[WORK INSTRUCTION] Based on the listing below, report how many lines contain the word "LockGuard". Nothing but the number, please.

[THE RECORDS]
//! Waiter Registry
//!
//! Ticket-addressed wakeups. Each blocking operation gets a ticket and a
//! pooled [`Condition`], so the owner of a queue can wake exactly the
//! waiters whose turn has come instead of broadcasting to everyone.
//!
//! The registry lives inside the state protected by the owner's
//! [`Lock`](crate::Lock); every method requires that lock to be held.

use std::collections::HashMap;
use std::sync::Arc;

use crate::sync::{Condition, LockGuard};

/// Identifies one logical waiting operation
#[derive(Debug, Clone, Copy, PartialEq, Eq, PartialOrd, Ord, Hash)]
pub struct Ticket(u64);

impl Ticket {
    /// Raw ticket number
    pub fn id(&self) -> u64 {
        self.0
    }
}

#[derive(Debug)]
struct Waiter {
    condition: Arc<Condition>,
    /// Threads currently parked on this ticket
    parked: usize,
    signaled: bool,
}

/// Ticket to condition mapping with a free pool
#[derive(Debug, Default)]
pub struct WaiterRegistry {
    next_ticket: u64,
    waiters: HashMap<Ticket, Waiter>,
    free: Vec<Arc<Condition>>,
}

impl WaiterRegistry {
    /// Create an empty registry
    pub fn new() -> Self {
        Self::default()
    }

    /// Allocate a fresh ticket without registering a waiter
    pub fn next_ticket(&mut self) -> Ticket {
        self.next_ticket += 1;
        Ticket(self.next_ticket)
    }

    /// Allocate a ticket and register one waiter on it
    pub fn register(&mut self) -> Ticket {
        let ticket = self.next_ticket();
        self.enter(ticket);
        ticket
    }

    /// Register one more waiter on `ticket`
    pub fn enter(&mut self, ticket: Ticket) {
        let free = &mut self.free;
        let waiter = self.waiters.entry(ticket).or_insert_with(|| Waiter {
            condition: free.pop().unwrap_or_default(),
            parked: 0,
            signaled: false,
        });
        waiter.parked += 1;
    }

    /// Mark `ticket` ready and wake one of its waiters
    pub fn signal(&mut self, ticket: Ticket) -> bool {
        match self.waiters.get_mut(&ticket) {
            Some(waiter) => {
                waiter.signaled = true;
                waiter.condition.signal();
                true
            }
            None => false,
        }
    }

    /// Mark `ticket` ready and wake all of its waiters
    pub fn broadcast(&mut self, ticket: Ticket) -> bool {
        match self.waiters.get_mut(&ticket) {
            Some(waiter) => {
                waiter.signaled = true;
                waiter.condition.broadcast();
                true
            }
            None => false,
        }
    }

    /// Check whether `ticket` has been signalled
    pub fn is_signaled(&self, ticket: Ticket) -> bool {
        self.waiters.get(&ticket).is_some_and(|w| w.signaled)
    }

    /// Unregister one waiter; the condition returns to the pool with the last one
    pub fn leave(&mut self, ticket: Ticket) {
        let Some(waiter) = self.waiters.get_mut(&ticket) else {
            return;
        };
        waiter.parked = waiter.parked.saturating_sub(1);
        if waiter.parked == 0 {
            if let Some(waiter) = self.waiters.remove(&ticket) {
                self.free.push(waiter.condition);
            }
        }
    }

    /// Number of tickets with registered waiters
    pub fn active(&self) -> usize {
        self.waiters.len()
    }

    /// Number of pooled conditions ready for reuse
    pub fn pooled(&self) -> usize {
        self.free.len()
    }

    /// Block until `ticket` is signalled
    ///
    /// `registry` projects the registry out of the locked state. Returns
    /// immediately if the ticket is already signalled or not registered.
    pub fn wait<S>(
        guard: &mut LockGuard<'_, S>,
        ticket: Ticket,
        registry: impl Fn(&mut S) -> &mut WaiterRegistry,
    ) {
        loop {
            let condition = match registry(&mut **guard).waiters.get(&ticket) {
                Some(waiter) if !waiter.signaled => Arc::clone(&waiter.condition),
                _ => return,
            };
            condition.wait(guard);
        }
    }
}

[ANSWER TO THIS PROBLEM] 2